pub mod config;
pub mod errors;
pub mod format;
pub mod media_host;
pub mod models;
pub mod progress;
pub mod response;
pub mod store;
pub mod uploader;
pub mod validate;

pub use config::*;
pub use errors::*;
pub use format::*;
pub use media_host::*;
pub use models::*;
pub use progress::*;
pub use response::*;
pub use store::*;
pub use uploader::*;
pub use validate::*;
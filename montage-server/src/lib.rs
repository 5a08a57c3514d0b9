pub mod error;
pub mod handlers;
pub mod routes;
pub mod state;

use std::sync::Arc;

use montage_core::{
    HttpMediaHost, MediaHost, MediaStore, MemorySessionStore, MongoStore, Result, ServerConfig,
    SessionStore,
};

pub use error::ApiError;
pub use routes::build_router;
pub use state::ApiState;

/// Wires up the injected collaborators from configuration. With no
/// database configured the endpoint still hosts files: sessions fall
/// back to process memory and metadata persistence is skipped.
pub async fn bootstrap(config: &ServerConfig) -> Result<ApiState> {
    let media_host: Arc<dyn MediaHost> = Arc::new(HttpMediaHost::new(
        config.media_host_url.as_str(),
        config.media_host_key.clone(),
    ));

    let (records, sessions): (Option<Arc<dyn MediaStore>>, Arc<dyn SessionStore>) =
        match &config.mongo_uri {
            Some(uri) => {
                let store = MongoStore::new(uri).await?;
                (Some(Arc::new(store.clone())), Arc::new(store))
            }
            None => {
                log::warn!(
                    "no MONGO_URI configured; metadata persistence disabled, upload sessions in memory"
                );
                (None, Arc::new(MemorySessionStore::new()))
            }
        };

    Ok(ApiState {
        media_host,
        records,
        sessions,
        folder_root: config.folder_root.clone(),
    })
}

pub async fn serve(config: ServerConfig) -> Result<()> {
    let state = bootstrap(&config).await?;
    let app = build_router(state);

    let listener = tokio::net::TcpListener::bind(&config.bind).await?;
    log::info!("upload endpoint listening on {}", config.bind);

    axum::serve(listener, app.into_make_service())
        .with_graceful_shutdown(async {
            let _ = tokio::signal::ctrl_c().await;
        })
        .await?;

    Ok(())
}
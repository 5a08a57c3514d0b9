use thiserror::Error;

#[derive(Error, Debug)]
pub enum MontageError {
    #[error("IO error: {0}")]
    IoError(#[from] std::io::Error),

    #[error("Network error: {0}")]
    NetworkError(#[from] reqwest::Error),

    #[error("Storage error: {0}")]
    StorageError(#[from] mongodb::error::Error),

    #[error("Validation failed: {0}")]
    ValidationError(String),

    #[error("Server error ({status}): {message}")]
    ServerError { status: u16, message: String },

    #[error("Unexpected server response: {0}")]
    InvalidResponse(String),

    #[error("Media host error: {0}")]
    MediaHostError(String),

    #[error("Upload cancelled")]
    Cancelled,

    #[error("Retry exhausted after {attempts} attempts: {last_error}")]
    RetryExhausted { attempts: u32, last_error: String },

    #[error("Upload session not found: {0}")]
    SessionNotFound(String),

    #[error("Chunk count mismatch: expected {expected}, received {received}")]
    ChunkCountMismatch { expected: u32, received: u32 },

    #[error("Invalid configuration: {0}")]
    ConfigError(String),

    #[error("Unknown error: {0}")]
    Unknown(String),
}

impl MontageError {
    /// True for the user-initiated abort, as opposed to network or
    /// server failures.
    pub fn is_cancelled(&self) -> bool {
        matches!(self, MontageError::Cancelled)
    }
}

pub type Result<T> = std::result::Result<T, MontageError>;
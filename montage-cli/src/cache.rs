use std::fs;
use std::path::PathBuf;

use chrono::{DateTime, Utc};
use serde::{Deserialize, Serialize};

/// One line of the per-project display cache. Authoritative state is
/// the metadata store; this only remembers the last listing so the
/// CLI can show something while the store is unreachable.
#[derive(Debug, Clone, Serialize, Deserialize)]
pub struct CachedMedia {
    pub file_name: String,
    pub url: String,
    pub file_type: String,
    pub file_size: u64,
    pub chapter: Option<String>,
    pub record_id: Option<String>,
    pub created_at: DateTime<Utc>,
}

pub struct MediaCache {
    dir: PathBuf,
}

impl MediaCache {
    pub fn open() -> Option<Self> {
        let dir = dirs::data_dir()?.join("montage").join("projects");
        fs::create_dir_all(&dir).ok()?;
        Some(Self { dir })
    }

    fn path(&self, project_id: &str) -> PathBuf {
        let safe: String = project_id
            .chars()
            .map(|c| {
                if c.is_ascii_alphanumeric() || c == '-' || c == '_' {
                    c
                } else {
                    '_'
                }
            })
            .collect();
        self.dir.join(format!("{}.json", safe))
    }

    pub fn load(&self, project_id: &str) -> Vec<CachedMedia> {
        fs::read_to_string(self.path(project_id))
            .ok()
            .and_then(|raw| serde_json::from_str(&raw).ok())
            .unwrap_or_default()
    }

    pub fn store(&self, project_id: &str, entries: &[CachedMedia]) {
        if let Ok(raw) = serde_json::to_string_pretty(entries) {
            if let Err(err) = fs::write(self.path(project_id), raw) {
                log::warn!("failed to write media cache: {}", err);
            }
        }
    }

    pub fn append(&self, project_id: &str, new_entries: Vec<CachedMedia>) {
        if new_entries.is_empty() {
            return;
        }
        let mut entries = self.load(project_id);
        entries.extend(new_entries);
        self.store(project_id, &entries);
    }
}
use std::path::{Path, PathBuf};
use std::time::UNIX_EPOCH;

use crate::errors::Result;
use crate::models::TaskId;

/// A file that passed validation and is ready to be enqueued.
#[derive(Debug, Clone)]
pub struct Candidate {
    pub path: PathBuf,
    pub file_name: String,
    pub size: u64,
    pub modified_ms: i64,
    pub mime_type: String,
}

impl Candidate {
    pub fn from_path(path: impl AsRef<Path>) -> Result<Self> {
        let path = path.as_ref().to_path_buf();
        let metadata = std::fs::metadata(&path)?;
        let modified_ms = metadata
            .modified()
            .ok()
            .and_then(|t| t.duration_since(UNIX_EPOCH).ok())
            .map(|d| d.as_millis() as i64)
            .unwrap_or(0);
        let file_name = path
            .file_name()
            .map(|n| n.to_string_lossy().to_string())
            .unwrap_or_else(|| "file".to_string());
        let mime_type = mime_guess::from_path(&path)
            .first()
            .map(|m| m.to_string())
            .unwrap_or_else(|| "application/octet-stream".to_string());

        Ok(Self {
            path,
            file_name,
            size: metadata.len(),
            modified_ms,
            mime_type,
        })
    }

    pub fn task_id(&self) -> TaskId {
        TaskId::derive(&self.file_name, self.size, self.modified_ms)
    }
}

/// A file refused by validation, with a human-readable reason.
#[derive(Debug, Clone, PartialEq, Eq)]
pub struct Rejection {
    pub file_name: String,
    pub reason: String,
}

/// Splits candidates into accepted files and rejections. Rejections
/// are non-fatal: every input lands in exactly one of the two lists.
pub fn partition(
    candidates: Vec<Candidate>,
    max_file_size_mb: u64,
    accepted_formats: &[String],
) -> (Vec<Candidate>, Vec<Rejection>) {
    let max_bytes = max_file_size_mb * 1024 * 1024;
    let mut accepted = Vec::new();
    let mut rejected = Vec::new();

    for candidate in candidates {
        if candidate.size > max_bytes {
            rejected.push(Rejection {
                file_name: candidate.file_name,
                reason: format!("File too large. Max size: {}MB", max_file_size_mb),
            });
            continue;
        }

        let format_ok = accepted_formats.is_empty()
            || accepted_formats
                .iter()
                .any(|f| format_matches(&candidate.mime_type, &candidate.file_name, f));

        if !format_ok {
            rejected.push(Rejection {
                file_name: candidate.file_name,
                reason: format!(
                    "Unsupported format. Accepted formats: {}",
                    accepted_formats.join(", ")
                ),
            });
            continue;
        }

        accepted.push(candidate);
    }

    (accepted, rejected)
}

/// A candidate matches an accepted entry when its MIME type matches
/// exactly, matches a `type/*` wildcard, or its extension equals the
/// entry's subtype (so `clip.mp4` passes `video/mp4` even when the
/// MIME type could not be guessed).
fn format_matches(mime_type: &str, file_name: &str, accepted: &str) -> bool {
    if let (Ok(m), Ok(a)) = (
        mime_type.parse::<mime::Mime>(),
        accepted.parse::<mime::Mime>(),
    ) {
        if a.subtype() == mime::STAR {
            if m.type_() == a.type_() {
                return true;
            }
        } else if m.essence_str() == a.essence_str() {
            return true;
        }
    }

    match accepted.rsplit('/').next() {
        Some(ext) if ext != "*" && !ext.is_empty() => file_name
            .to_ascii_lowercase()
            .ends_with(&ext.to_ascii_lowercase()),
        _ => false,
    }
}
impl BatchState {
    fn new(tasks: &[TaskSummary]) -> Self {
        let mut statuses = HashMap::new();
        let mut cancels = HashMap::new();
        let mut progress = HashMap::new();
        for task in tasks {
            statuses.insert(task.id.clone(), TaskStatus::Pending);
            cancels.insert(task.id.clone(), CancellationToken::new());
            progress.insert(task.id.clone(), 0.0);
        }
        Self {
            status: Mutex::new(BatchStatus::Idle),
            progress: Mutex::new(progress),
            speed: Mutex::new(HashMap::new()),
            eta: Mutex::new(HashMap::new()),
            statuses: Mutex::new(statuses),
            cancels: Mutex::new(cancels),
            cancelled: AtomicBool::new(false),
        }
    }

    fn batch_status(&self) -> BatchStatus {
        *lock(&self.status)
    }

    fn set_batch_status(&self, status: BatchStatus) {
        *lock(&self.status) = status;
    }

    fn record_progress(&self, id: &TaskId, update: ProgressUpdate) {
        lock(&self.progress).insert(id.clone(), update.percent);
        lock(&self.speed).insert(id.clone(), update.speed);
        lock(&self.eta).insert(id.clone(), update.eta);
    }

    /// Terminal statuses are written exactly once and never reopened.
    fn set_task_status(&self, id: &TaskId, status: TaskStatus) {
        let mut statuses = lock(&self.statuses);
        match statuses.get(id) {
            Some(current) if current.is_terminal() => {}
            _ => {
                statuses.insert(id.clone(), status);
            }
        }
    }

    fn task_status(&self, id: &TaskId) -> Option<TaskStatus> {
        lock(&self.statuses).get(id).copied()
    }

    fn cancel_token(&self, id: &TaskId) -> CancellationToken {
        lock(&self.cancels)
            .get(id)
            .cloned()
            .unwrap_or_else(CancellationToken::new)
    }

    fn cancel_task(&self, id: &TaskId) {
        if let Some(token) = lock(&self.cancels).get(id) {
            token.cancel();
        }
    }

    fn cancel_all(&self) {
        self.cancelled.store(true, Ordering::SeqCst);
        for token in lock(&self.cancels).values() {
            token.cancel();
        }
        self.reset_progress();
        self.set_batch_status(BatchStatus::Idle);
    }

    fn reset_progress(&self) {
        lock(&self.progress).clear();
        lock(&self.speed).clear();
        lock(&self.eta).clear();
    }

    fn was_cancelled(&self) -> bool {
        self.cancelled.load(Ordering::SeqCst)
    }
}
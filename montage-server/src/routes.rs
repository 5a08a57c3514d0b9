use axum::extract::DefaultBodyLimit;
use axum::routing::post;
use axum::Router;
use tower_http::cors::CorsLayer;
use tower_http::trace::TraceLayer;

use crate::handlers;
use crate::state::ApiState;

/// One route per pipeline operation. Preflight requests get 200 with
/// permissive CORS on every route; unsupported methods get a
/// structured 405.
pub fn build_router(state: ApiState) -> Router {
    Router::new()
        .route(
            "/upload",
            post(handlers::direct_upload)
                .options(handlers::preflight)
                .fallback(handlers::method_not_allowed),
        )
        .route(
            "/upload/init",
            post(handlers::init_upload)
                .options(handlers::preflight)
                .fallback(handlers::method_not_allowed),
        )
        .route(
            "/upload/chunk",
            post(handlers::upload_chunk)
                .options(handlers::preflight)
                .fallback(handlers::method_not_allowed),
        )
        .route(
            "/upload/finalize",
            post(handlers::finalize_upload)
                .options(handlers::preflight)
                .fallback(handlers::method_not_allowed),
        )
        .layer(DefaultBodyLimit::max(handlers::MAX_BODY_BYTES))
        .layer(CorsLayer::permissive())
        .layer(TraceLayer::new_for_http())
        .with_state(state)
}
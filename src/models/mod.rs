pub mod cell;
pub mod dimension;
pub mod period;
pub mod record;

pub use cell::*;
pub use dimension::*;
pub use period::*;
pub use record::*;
══════
## Task instructions:
Using the listing above, show each line with the word "Ordering" in it.

## Exercise answer:
        self.cancelled.store(true, Ordering::SeqCst);
        self.cancelled.load(Ordering::SeqCst)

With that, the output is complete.